NAU anthropology professor applies lessons learned in post-Soviet Russia to mortality crisis in Yavapai County

Michelle Parsons

By Heidi Toth
NAU Communications


The early 1990s was, statistically, not the best time to be alive in Russia.

In fact, 1993-94 marked a macabre worldwide record—the apex of an extreme increase in mortality rates not explained by famine, war or a disease outbreak. Alcohol, injuries (usually suicide) and cardiovascular disease were the most common causes of death, and white, middle-aged men with low levels of education were most susceptible. Average life expectancy for a man in Russia in the ‘90s was 58 years old.

Epidemiologists proposed various reasons for this. The Soviet Union had fallen, opening the country more to the rest of the world. Yet the increased death rates continued, then didn’t correct quickly, so much that in 2011, almost two decades after the apex, male life expectancy was only 63 years, the lowest for its income level, according to the World Bank.

That’s 20 years and 6,000 miles removed from Northern Arizona University, but for one professor it’s potentially front and center to mysteriously increasing mortality rates in regions throughout the United States, including Yavapai County. Ethnographer Michelle Parsons, who in 2006 went to Russia to study the die-off, recently earned a two-year, $142,000 grant from the National Science Foundation to study this at-risk group in northern Arizona and reveal more contextual factors that statistics cannot.

Her research centers on answering the question the Russians she interviewed always seemed to come back to: “What makes life worth living?”

“Given that the causes of death, a lot of them are related to mental health or behavioral issues, there’s some underlying social distress that I would like to understand,” Parsons said. “When I talked to people in Russia I heard over and over again, ‘Nobody needs us anymore. We’re unneeded.’ My job became to unpack what that means.”

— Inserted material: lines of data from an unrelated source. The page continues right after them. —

//! FastEmbed implementation for local embeddings
//!
//! The ONNX model is not touched until the first `embed` call. Concurrent
//! first callers share a single load.

use super::{validate_embeddings, Embedder};
use crate::config::ResolvedProviderConfig;
use crate::error::{Error, Result};
use async_trait::async_trait;
use fastembed::{EmbeddingModel, InitOptions, TextEmbedding};
use std::sync::Arc;
use tokio::sync::{Mutex, OnceCell};
use tracing::{debug, info};

/// Map a model name to the fastembed model enum
pub fn fastembed_model(name: &str) -> Option<EmbeddingModel> {
    match name {
        "BAAI/bge-small-en" | "BAAI/bge-small-en-v1.5" => Some(EmbeddingModel::BGESmallENV15),
        "BAAI/bge-base-en-v1.5" => Some(EmbeddingModel::BGEBaseENV15),
        "BAAI/bge-large-en-v1.5" => Some(EmbeddingModel::BGELargeENV15),
        "sentence-transformers/all-MiniLM-L6-v2" => Some(EmbeddingModel::AllMiniLML6V2),
        _ => None,
    }
}

/// FastEmbed-based embedder
pub struct FastEmbedder {
    model: OnceCell<Arc<Mutex<TextEmbedding>>>,
    model_enum: EmbeddingModel,
    model_name: String,
    dimension: usize,
}

impl FastEmbedder {
    /// Create the embedder; the model itself is loaded on first use
    pub fn new(config: &ResolvedProviderConfig) -> Result<Self> {
        let model_enum = fastembed_model(&config.model).ok_or_else(|| {
            Error::Config(format!(
                "Unsupported fastembed model '{}'",
                config.model
            ))
        })?;

        Ok(Self {
            model: OnceCell::new(),
            model_enum,
            model_name: config.model.clone(),
            dimension: config.dimension,
        })
    }

    /// Whether the model has been loaded yet
    pub fn is_loaded(&self) -> bool {
        self.model.initialized()
    }

    async fn loaded_model(&self) -> Result<Arc<Mutex<TextEmbedding>>> {
        let model = self
            .model
            .get_or_try_init(|| async {
                info!("Initializing FastEmbed with model: {}", self.model_name);
                let model_enum = self.model_enum.clone();

                // Loading may download weights, so keep it off the runtime threads
                let model = tokio::task::spawn_blocking(move || {
                    TextEmbedding::try_new(
                        InitOptions::new(model_enum).with_show_download_progress(false),
                    )
                })
                .await
                .map_err(|e| Error::Embedding(format!("Task join error: {}", e)))?
                .map_err(|e| Error::Embedding(format!("Failed to initialize model: {}", e)))?;

                info!("FastEmbed model loaded successfully");
                Ok::<_, Error>(Arc::new(Mutex::new(model)))
            })
            .await?;

        Ok(Arc::clone(model))
    }
}

#[async_trait]
impl Embedder for FastEmbedder {
    async fn embed(&self, texts: Vec<String>) -> Result<Vec<Vec<f32>>> {
        if texts.is_empty() {
            return Ok(Vec::new());
        }

        let model = self.loaded_model().await?;
        let count = texts.len();
        debug!("Embedding {} texts", count);

        // FastEmbed is synchronous, so we wrap in blocking task
        let embeddings = tokio::task::spawn_blocking(move || {
            let model = model.blocking_lock();
            model.embed(texts, None)
        })
        .await
        .map_err(|e| Error::Embedding(format!("Task join error: {}", e)))?
        .map_err(|e| Error::Embedding(format!("Embedding failed: {}", e)))?;

        validate_embeddings(&self.model_name, count, self.dimension, &embeddings)?;
        Ok(embeddings)
    }

    fn dimension(&self) -> usize {
        self.dimension
    }

    fn model_name(&self) -> &str {
        &self.model_name
    }

    fn provider_name(&self) -> &str {
        "fastembed"
    }
}
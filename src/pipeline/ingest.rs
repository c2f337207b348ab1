//! Document ingestion: chunk, embed, ensure the collection, upsert

use super::StepGuard;
use crate::chunk::{chunk_text, ChunkSettings};
use crate::embed::Embedder;
use crate::error::{Error, Result};
use crate::store::{Point, Provenance, VectorStore};
use serde::Serialize;
use std::path::Path;
use tracing::{debug, info};

/// One document to ingest
#[derive(Debug, Clone)]
pub struct IngestRequest {
    pub content: String,
    /// Label stored with every chunk, usually the file path
    pub source: String,
    pub collection: String,
    pub chunk: ChunkSettings,
}

/// Outcome of a successful ingestion
#[derive(Debug, Clone, PartialEq, Eq, Serialize)]
pub struct IngestStats {
    pub chunks_stored: usize,
    pub collection: String,
    /// Whether this call created the collection
    pub collection_created: bool,
}

/// Chunk, embed and store one document
pub async fn ingest(
    request: &IngestRequest,
    embedder: &dyn Embedder,
    store: &dyn VectorStore,
    guard: &StepGuard,
) -> Result<IngestStats> {
    let chunks = chunk_text(&request.content, &request.source, &request.chunk)?;
    debug!(
        source = %request.source,
        chunks = chunks.len(),
        "Chunked document"
    );

    if chunks.is_empty() {
        info!("No content to ingest from {}", request.source);
        return Ok(IngestStats {
            chunks_stored: 0,
            collection: request.collection.clone(),
            collection_created: false,
        });
    }

    let texts: Vec<String> = chunks.iter().map(|c| c.text.clone()).collect();
    let vectors = guard.run("embedding", embedder.embed(texts)).await?;
    if vectors.len() != chunks.len() {
        return Err(Error::Embedding(format!(
            "Expected {} embeddings, got {}",
            chunks.len(),
            vectors.len()
        )));
    }

    guard.check()?;
    let collection_created =
        ensure_collection(store, &request.collection, embedder.dimension(), guard).await?;

    let provenance = Provenance::now(embedder.provider_name(), embedder.model_name());
    let points: Vec<Point> = chunks
        .into_iter()
        .zip(vectors)
        .map(|(chunk, vector)| Point::from_chunk(chunk, vector, &provenance))
        .collect();
    let count = points.len();

    guard.check()?;
    guard
        .run("upsert", store.upsert(&request.collection, points))
        .await?;

    info!(
        "Stored {} chunks from {} in collection {}",
        count, request.source, request.collection
    );

    Ok(IngestStats {
        chunks_stored: count,
        collection: request.collection.clone(),
        collection_created,
    })
}

/// Create the collection if it is not listed yet; returns whether it was missing
pub async fn ensure_collection(
    store: &dyn VectorStore,
    name: &str,
    dimension: usize,
    guard: &StepGuard,
) -> Result<bool> {
    let existing = guard
        .run("list collections", store.list_collections())
        .await?;
    if existing.iter().any(|c| c == name) {
        debug!("Collection {} already exists", name);
        return Ok(false);
    }

    guard.check()?;
    guard
        .run(
            "create collection",
            store.create_collection(name, dimension),
        )
        .await?;
    Ok(true)
}

/// Read a UTF-8 file and ingest it with its path as the source label
pub async fn add_file(
    path: &Path,
    collection: &str,
    chunk: ChunkSettings,
    embedder: &dyn Embedder,
    store: &dyn VectorStore,
    guard: &StepGuard,
) -> Result<IngestStats> {
    chunk.validate()?;

    let content = tokio::fs::read_to_string(path).await.map_err(|e| {
        Error::Io(std::io::Error::new(
            e.kind(),
            format!("Failed to read {}: {}", path.display(), e),
        ))
    })?;

    let request = IngestRequest {
        content,
        source: path.display().to_string(),
        collection: collection.to_string(),
        chunk,
    };
    ingest(&request, embedder, store, guard).await
}
//! Ingestion and retrieval orchestration
//!
//! Both flows are a sequential chain of awaits. Every I/O step runs through a
//! [`StepGuard`], which bounds it with a timeout and aborts it when the
//! caller's cancellation token fires.

mod ingest;
mod retrieve;

pub use ingest::*;
pub use retrieve::*;

use crate::config::Config;
use crate::error::{Error, Result};
use std::future::Future;
use std::time::Duration;
use tokio_util::sync::CancellationToken;
use tracing::{debug, warn};

/// Per-step timeout plus cooperative cancellation
#[derive(Debug, Clone)]
pub struct StepGuard {
    timeout: Duration,
    token: CancellationToken,
}

impl StepGuard {
    pub fn new(timeout: Duration, token: CancellationToken) -> Self {
        Self { timeout, token }
    }

    /// Guard using the configured step timeout
    pub fn from_config(config: &Config, token: CancellationToken) -> Self {
        Self::new(config.timeouts.step(), token)
    }

    pub fn token(&self) -> &CancellationToken {
        &self.token
    }

    /// Fail fast if the operation was cancelled between steps
    pub fn check(&self) -> Result<()> {
        if self.token.is_cancelled() {
            return Err(Error::Cancelled);
        }
        Ok(())
    }

    /// Run one step, racing it against the timeout and the token
    pub async fn run<T, F>(&self, step: &str, fut: F) -> Result<T>
    where
        F: Future<Output = Result<T>>,
    {
        self.check()?;
        debug!(step, "Starting step");

        tokio::select! {
            biased;
            _ = self.token.cancelled() => {
                debug!(step, "Step cancelled");
                Err(Error::Cancelled)
            }
            outcome = tokio::time::timeout(self.timeout, fut) => match outcome {
                Ok(result) => result,
                Err(_) => {
                    warn!(step, timeout_secs = self.timeout.as_secs_f64(), "Step timed out");
                    Err(Error::Timeout(step.to_string()))
                }
            },
        }
    }
}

In Russia, it meant a loss of social connections. Under the Soviet-era shortage economy, people were needed and valued; they could trade goods and services, offer favors, help others. When the system fell, large swaths of low-educated middle-aged Russians found themselves unable to contribute.

Dying Unneeded cover
Michelle Parson’s book “Dying Unneeded” describes the cultural factors of the Russian mortality crisis of the 1990s.

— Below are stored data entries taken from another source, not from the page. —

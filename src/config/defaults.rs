//! Default values for configuration

use crate::embed::ProviderKind;

/// Default Qdrant REST URL for local development (port 6333, not 6334 gRPC)
pub fn default_qdrant_url() -> String {
    "http://localhost:6333".to_string()
}

/// Default environment variable name for Qdrant API key
pub fn default_qdrant_api_key_env() -> String {
    "QDRANT_API_KEY".to_string()
}

/// Default maximum characters per chunk
pub fn default_chunk_size() -> usize {
    1000
}

/// Default overlap characters between chunks
pub fn default_chunk_overlap() -> usize {
    200
}

/// Default number of search results
pub fn default_query_limit() -> usize {
    10
}

/// Default HTTP request timeout in seconds
pub fn default_request_timeout() -> u64 {
    30
}

/// Default bound for a single pipeline step in seconds
pub fn default_step_timeout() -> u64 {
    30
}

/// Default number of texts sent per embedding request
pub fn default_embedding_batch_size() -> usize {
    96
}

/// Environment variable holding the API key for a provider
pub fn default_api_key_env(kind: ProviderKind) -> String {
    format!("{}_API_KEY", kind.env_prefix())
}

/// Default API endpoint for a provider (empty for in-process models)
pub fn default_provider_endpoint(kind: ProviderKind) -> &'static str {
    match kind {
        ProviderKind::OpenAi => "https://api.openai.com/v1",
        ProviderKind::OpenRouter => "https://openrouter.ai/api/v1",
        ProviderKind::Ollama => "http://localhost:11434",
        ProviderKind::FastEmbed => "",
    }
}

/// Default embedding model for a provider
pub fn default_provider_model(kind: ProviderKind) -> &'static str {
    match kind {
        ProviderKind::OpenAi => "text-embedding-3-small",
        ProviderKind::OpenRouter => "openai/text-embedding-3-small",
        ProviderKind::Ollama => "nomic-embed-text",
        ProviderKind::FastEmbed => "BAAI/bge-small-en-v1.5",
    }
}
//! Dashboard page: root module wiring the Yew `Component` implementation
//! with submodules for state, messages, update logic, and view rendering.
//!
//! The page owns two pieces of local UI state: the currently selected data
//! source (sidebar) and the displayed time range (header select). Both are
//! private to this page; the detail pages derive everything from their
//! route parameters instead.

use yew::prelude::*;

mod messages;
mod state;
mod update;
mod view;

pub use messages::Msg;
pub use state::{DashboardPage, TimeRange};

use crate::pages::set_document_title;

impl Component for DashboardPage {
    type Message = Msg;
    type Properties = ();

    fn create(_ctx: &Context<Self>) -> Self {
        DashboardPage::new()
    }

    fn update(&mut self, ctx: &Context<Self>, msg: Self::Message) -> bool {
        update::update(self, ctx, msg)
    }

    fn view(&self, ctx: &Context<Self>) -> Html {
        view::view(self, ctx)
    }

    fn rendered(&mut self, _ctx: &Context<Self>, first_render: bool) {
        if first_render {
            set_document_title("DQM | Oil & Gas Trading");
        }
    }
}
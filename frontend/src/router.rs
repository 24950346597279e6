//! Route table for the dashboard.
//!
//! Detail routes carry their entity identifiers as path parameters; the
//! pages resolve them against the catalog and render a not-found fallback
//! when an identifier does not exist. The table route is addressable
//! directly, with both the source and the table id in the path.

use yew::{html, Html};
use yew_router::prelude::*;

use crate::pages::dashboard::DashboardPage;
use crate::pages::data_source_detail::DataSourceDetailPage;
use crate::pages::not_found::NotFoundPage;
use crate::pages::table_detail::TableDetailPage;

#[derive(Clone, Routable, PartialEq)]
pub enum Route {
    #[at("/")]
    Dashboard,
    #[at("/data-source/:id")]
    DataSourceDetail { id: String },
    #[at("/data-source/:data_source_id/table/:table_id")]
    TableDetail {
        data_source_id: String,
        table_id: String,
    },
    #[not_found]
    #[at("/404")]
    NotFound,
}

pub fn switch(route: Route) -> Html {
    match route {
        Route::Dashboard => html! { <DashboardPage /> },
        Route::DataSourceDetail { id } => html! { <DataSourceDetailPage {id} /> },
        Route::TableDetail {
            data_source_id,
            table_id,
        } => html! { <TableDetailPage {data_source_id} {table_id} /> },
        Route::NotFound => html! { <NotFoundPage title="Page Not Found" /> },
    }
}
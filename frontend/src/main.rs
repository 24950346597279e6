use crate::app::App;

mod app;
mod components;
mod pages;
mod router;

fn main() {
    yew::Renderer::<App>::new().render();
}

Today in the United States, a similar demographic is facing a similar crisis. The mortality rate among non-Hispanic whites between 40 and 55 years old with low education levels are rising, inconsistent with a long history of falling mortality rates throughout the world. Here, drug-related issues and suicide are the strongest drivers of excess mortality.

Parsons picked Yavapai County because it has the highest mortality rate for this group in northern Arizona and one of the highest mortality rates in the country. She’s starting by attending meetings of stakeholder groups like the Suicide Prevention Coalition and community health improvement partnership meetings and interviewing individual stakeholders. She asks about the stakeholders’ experiences and impressions of Yavapai County, their thoughts and work on health issues in the county before addressing the mortality crisis and what they think is happening.

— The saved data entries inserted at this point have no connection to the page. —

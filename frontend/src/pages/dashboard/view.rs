//! View rendering for the dashboard page.
//!
//! Layout mirrors the control flow: header with the time-range select,
//! alert banner fed by the catalog's degraded-source count, a sidebar of
//! selectable sources, and a main panel showing the selected source's
//! metric snapshot plus the static issue/rule cards.

use common::catalog;
use web_sys::HtmlSelectElement;
use yew::html::Scope;
use yew::prelude::*;

use super::messages::Msg;
use super::state::{DashboardPage, TimeRange};
use crate::components::alert_banner::AlertBanner;
use crate::components::data_source_item::DataSourceItem;
use crate::components::metric_grid::metric_grid;
use crate::pages::not_found::NotFoundPage;

pub fn view(component: &DashboardPage, ctx: &Context<DashboardPage>) -> Html {
    let link = ctx.link();

    html! {
        <div class="page">
            { build_header(component, link) }
            <div class="page-body">
                <AlertBanner
                    count={catalog::degraded_source_count()}
                    message="data sources showing completeness issues - Requires immediate attention"
                />
                <div class="dashboard-layout">
                    { build_sidebar(component, link) }
                    { build_main_panel(component) }
                </div>
            </div>
        </div>
    }
}

fn build_header(component: &DashboardPage, link: &Scope<DashboardPage>) -> Html {
    let on_range_change = link.batch_callback(|e: Event| {
        let value = e.target_unchecked_into::<HtmlSelectElement>().value();
        TimeRange::from_value(&value).map(Msg::SetTimeRange)
    });

    html! {
        <header class="page-header">
            <div class="header-left">
                <i class="material-icons logo-icon">{"bolt"}</i>
                <h1>{"DQM | Oil & Gas Trading"}</h1>
            </div>
            <div class="header-actions">
                <select class="range-select" onchange={on_range_change}>
                    {
                        TimeRange::ALL
                            .into_iter()
                            .map(|range| html! {
                                <option
                                    value={range.value()}
                                    selected={range == component.time_range}
                                >
                                    { range.label() }
                                </option>
                            })
                            .collect::<Html>()
                    }
                </select>
                <button class="btn btn-secondary">
                    <i class="material-icons">{"download"}</i>
                    {"Export Report"}
                </button>
                <button class="btn btn-primary">
                    <i class="material-icons">{"settings"}</i>
                    {"Configure Rules"}
                </button>
            </div>
        </header>
    }
}

fn build_sidebar(component: &DashboardPage, link: &Scope<DashboardPage>) -> Html {
    let sources = catalog::data_sources();

    html! {
        <aside class="sidebar">
            <div class="card">
                <div class="card-header">
                    <span class="card-title">
                        <i class="material-icons">{"monitor_heart"}</i>
                        { format!("Data Sources ({})", sources.len()) }
                    </span>
                </div>
                <div class="card-body source-list">
                    {
                        sources
                            .iter()
                            .map(|source| html! {
                                <DataSourceItem
                                    key={source.id.clone()}
                                    id={source.id.clone()}
                                    name={source.name.clone()}
                                    status={source.status}
                                    selected={source.id == component.selected_source_id}
                                    on_select={link.callback(Msg::SelectSource)}
                                />
                            })
                            .collect::<Html>()
                    }
                </div>
            </div>
        </aside>
    }
}

fn build_main_panel(component: &DashboardPage) -> Html {
    let Some(source) = component.current_source() else {
        return html! { <NotFoundPage title="Data Source Not Found" /> };
    };

    html! {
        <div class="main-panel">
            <div class="card">
                <div class="card-header">
                    <span class="card-title">
                        { format!("{} - Data Quality Overview", source.name) }
                    </span>
                </div>
                <div class="card-body">
                    { metric_grid(&source.metrics) }
                </div>
            </div>
            { build_visualization(component) }
            <div class="two-column">
                { build_active_issues() }
                { build_business_rules() }
            </div>
        </div>
    }
}

fn build_visualization(component: &DashboardPage) -> Html {
    html! {
        <div class="card">
            <div class="card-header">
                <span class="card-title">
                    <i class="material-icons">{"trending_up"}</i>
                    {"DQ Metrics Visualization"}
                </span>
            </div>
            <div class="card-body">
                <div class="placeholder-panel">
                    <p>
                        { format!(
                            "Interactive charts for the {} window would be rendered here",
                            component.time_range.label().to_lowercase(),
                        ) }
                    </p>
                </div>
            </div>
        </div>
    }
}

fn build_active_issues() -> Html {
    let issues = [
        ("status-error", "Missing price data for WTI crude"),
        ("status-warning", "Timestamp format inconsistency"),
        ("status-warning", "Duplicate trading records"),
    ];

    html! {
        <div class="card">
            <div class="card-header">
                <span class="card-title card-title-alert">
                    <i class="material-icons">{"monitor_heart"}</i>
                    { format!("Active Issues ({})", issues.len()) }
                </span>
            </div>
            <div class="card-body issue-list">
                {
                    issues
                        .into_iter()
                        .map(|(class, text)| html! {
                            <div class="issue-row">
                                <div class={classes!("status-indicator", class)} />
                                <span>{ text }</span>
                            </div>
                        })
                        .collect::<Html>()
                }
            </div>
        </div>
    }
}

fn build_business_rules() -> Html {
    let rules = [
        ("Price range validation", "status-success"),
        ("Trading hours check", "status-success"),
        ("Currency format validation", "status-warning"),
    ];

    html! {
        <div class="card">
            <div class="card-header">
                <span class="card-title">
                    <i class="material-icons">{"shield"}</i>
                    {"Business Rules Status"}
                </span>
            </div>
            <div class="card-body issue-list">
                {
                    rules
                        .into_iter()
                        .map(|(text, class)| html! {
                            <div class="rule-row">
                                <span>{ text }</span>
                                <div class={classes!("status-indicator", class)} />
                            </div>
                        })
                        .collect::<Html>()
                }
            </div>
        </div>
    }
}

From there she’ll move to individuals in the community most at risk: between 40 and 55 years old and with an associate’s degree or lower. The study will focus on non-Hispanic whites, but she’ll interview anyone who falls into the age and education brackets—she’s actually hoping to get enough participants who identify as Hispanic to compare the two ethnic groups. Hispanics tend to have better health compared to their income level, which social scientists often attribute to their sense of community.

Based on literature and her experience in Russia, Parsons hypothesizes the increased death rates among non-Hispanic whites is related to the lack of community and social connections and a feeling of being needed. Commentators also have linked regions with greater excess mortality to the election of Donald Trump, suggesting a previously enfranchised group is reacting to feeling left behind. There is a need for deeper understanding of the social dynamics at play, she said.

“Why does this matter? Because most of the time when we talk about social connections in epidemiology, we talk about what people get from other people,” Parsons said. “And here the Russians were saying it was more important what they were able to give to other people.

Of course, Americans of 2017 could be completely unconnected to Russians of 1994. Parsons is prepared to go where the conversations lead her. The purpose of ethnography, which began as a method of anthropology, is to be immersed in a subculture and understand local logic and ways of thinking and living.

Regardless of what she finds, Parsons hopes her findings lead to intervention opportunities for residents of Yavapai County most at risk of dying and collaborative opportunities to look at other regions in the country or other subgroups of this population. She’s excited to be moving forward, along with anthropology master’s student Cassandra Feely.

“You almost wish you had your data before you do the project,” Parsons said with a laugh. “I’m curious what’s going to arise in this project.”